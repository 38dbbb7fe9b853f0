pub mod config;
pub mod rewrite;
pub mod serve;
//! Course code legend: `"MA1446, Analys 2, FY1420, Fysik"` -> code table.

use std::collections::BTreeMap;
use std::sync::LazyLock;

use regex::Regex;
use tracing::{debug, warn};

use crate::error::{RewriteError, RewriteResult};

/// Two uppercase letters followed by four digits, e.g. MA1446
static COURSE_CODE: LazyLock<Regex> =
    LazyLock::new(|| Regex::new(r"[A-Z]{2}[0-9]{4}").expect("course code pattern is valid"));

/// Course code -> human readable course name.
#[derive(Debug, Clone, Default)]
pub struct CourseCodes {
    codes: BTreeMap<String, String>,
    /// Alternation over every known code
    matcher: Option<Regex>,
}

impl CourseCodes {
    /// Segment the legend cell into codes and descriptions.
    ///
    /// A description runs until the separator in front of the next course
    /// code, so a description that itself contains something shaped like a
    /// course code gets cut short there.
    pub fn extract(cell: Option<&str>) -> RewriteResult<Self> {
        let cell = cell
            .map(str::trim)
            .filter(|cell| !cell.is_empty())
            .ok_or(RewriteError::EmptyLegend)?;

        let mut codes = BTreeMap::new();
        let mut rest = cell;

        while !rest.is_empty() {
            let Some(found) = COURSE_CODE.find(rest) else {
                warn!("Ignoring legend text without a course code: {:?}", rest);
                break;
            };
            if found.start() > 0 {
                warn!(
                    "Skipping legend text before {}: {:?}",
                    found.as_str(),
                    &rest[..found.start()]
                );
            }

            let code = found.as_str().to_string();
            let after = rest[found.end()..].trim_start_matches([',', ' ']);

            match COURSE_CODE.find(after) {
                Some(next) => {
                    let description = after[..next.start()].trim_end_matches([',', ' ']).trim();
                    codes.insert(code, description.to_string());
                    rest = &after[next.start()..];
                }
                None => {
                    codes.insert(code, after.trim().to_string());
                    rest = "";
                }
            }
        }

        debug!("Extracted {} course codes", codes.len());
        Self::from_map(codes)
    }

    pub fn from_map(codes: BTreeMap<String, String>) -> RewriteResult<Self> {
        let matcher = if codes.is_empty() {
            None
        } else {
            let alternation = codes
                .keys()
                .map(|code| regex::escape(code))
                .collect::<Vec<_>>()
                .join("|");
            let matcher = Regex::new(&alternation)
                .map_err(|e| RewriteError::Config(format!("Invalid course code table: {e}")))?;
            Some(matcher)
        };

        Ok(CourseCodes { codes, matcher })
    }

    pub fn get(&self, code: &str) -> Option<&str> {
        self.codes.get(code).map(String::as_str)
    }

    pub fn len(&self) -> usize {
        self.codes.len()
    }

    pub fn is_empty(&self) -> bool {
        self.codes.is_empty()
    }

    /// Display name for a course field.
    ///
    /// The first known code found in `course` is replaced by its description.
    /// Falls back to `course` itself when no code matches or the code has
    /// no description.
    pub fn display_name<'a>(&'a self, course: &'a str) -> &'a str {
        self.matcher
            .as_ref()
            .and_then(|matcher| matcher.find(course))
            .and_then(|found| self.get(found.as_str()))
            .filter(|description| !description.is_empty())
            .unwrap_or(course)
    }
}

#[cfg(test)]
mod tests {
    use super::*;

    #[test]
    fn test_extract_pairs() {
        let codes = CourseCodes::extract(Some("AB1234, Desc one, CD5678, Desc two")).unwrap();

        assert_eq!(codes.len(), 2);
        assert_eq!(codes.get("AB1234"), Some("Desc one"));
        assert_eq!(codes.get("CD5678"), Some("Desc two"));
    }

    #[test]
    fn test_single_entry_takes_the_remainder() {
        let codes = CourseCodes::extract(Some("MA1446, Analys 2, del 1, vt17")).unwrap();

        assert_eq!(codes.len(), 1);
        assert_eq!(codes.get("MA1446"), Some("Analys 2, del 1, vt17"));
    }

    #[test]
    fn test_separator_without_comma() {
        let codes = CourseCodes::extract(Some("MA1446, Analys 2, MA1448 Linjär Algebra 1")).unwrap();

        assert_eq!(codes.get("MA1446"), Some("Analys 2"));
        assert_eq!(codes.get("MA1448"), Some("Linjär Algebra 1"));
    }

    #[test]
    fn test_code_shaped_text_truncates_description() {
        let codes = CourseCodes::extract(Some("AB1234, Replaces XY9999 course, CD5678, Two")).unwrap();

        assert_eq!(codes.get("AB1234"), Some("Replaces"));
        assert_eq!(codes.get("XY9999"), Some("course"));
        assert_eq!(codes.get("CD5678"), Some("Two"));
    }

    #[test]
    fn test_leading_noise_is_skipped() {
        let codes = CourseCodes::extract(Some("Kurser: AB1234, Desc")).unwrap();
        assert_eq!(codes.len(), 1);
        assert_eq!(codes.get("AB1234"), Some("Desc"));
    }

    #[test]
    fn test_missing_or_blank_legend() {
        assert!(matches!(CourseCodes::extract(None), Err(RewriteError::EmptyLegend)));
        assert!(matches!(CourseCodes::extract(Some("  ")), Err(RewriteError::EmptyLegend)));
    }

    #[test]
    fn test_display_name() {
        let codes = CourseCodes::extract(Some("MA1446, Analys 2, FY1420, ")).unwrap();

        assert_eq!(codes.display_name("MA1446 Analys"), "Analys 2");
        // first code found wins, even when it has no description
        assert_eq!(codes.display_name("FY1420/MA1446"), "FY1420/MA1446");
        assert_eq!(codes.display_name("Calculus incl. MA1446, FY1420"), "Analys 2");
        assert_eq!(codes.display_name("DV1337 Webbteknik"), "DV1337 Webbteknik");
    }

    #[test]
    fn test_display_name_without_codes() {
        let codes = CourseCodes::default();
        assert_eq!(codes.display_name("MA1446"), "MA1446");
    }
}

• [Exercise goal]: Copy each line from the entries above that has the word "find" in it.

• [Output of the exercise]:
            let Some(found) = COURSE_CODE.find(rest) else {
            match COURSE_CODE.find(after) {
            .and_then(|matcher| matcher.find(course))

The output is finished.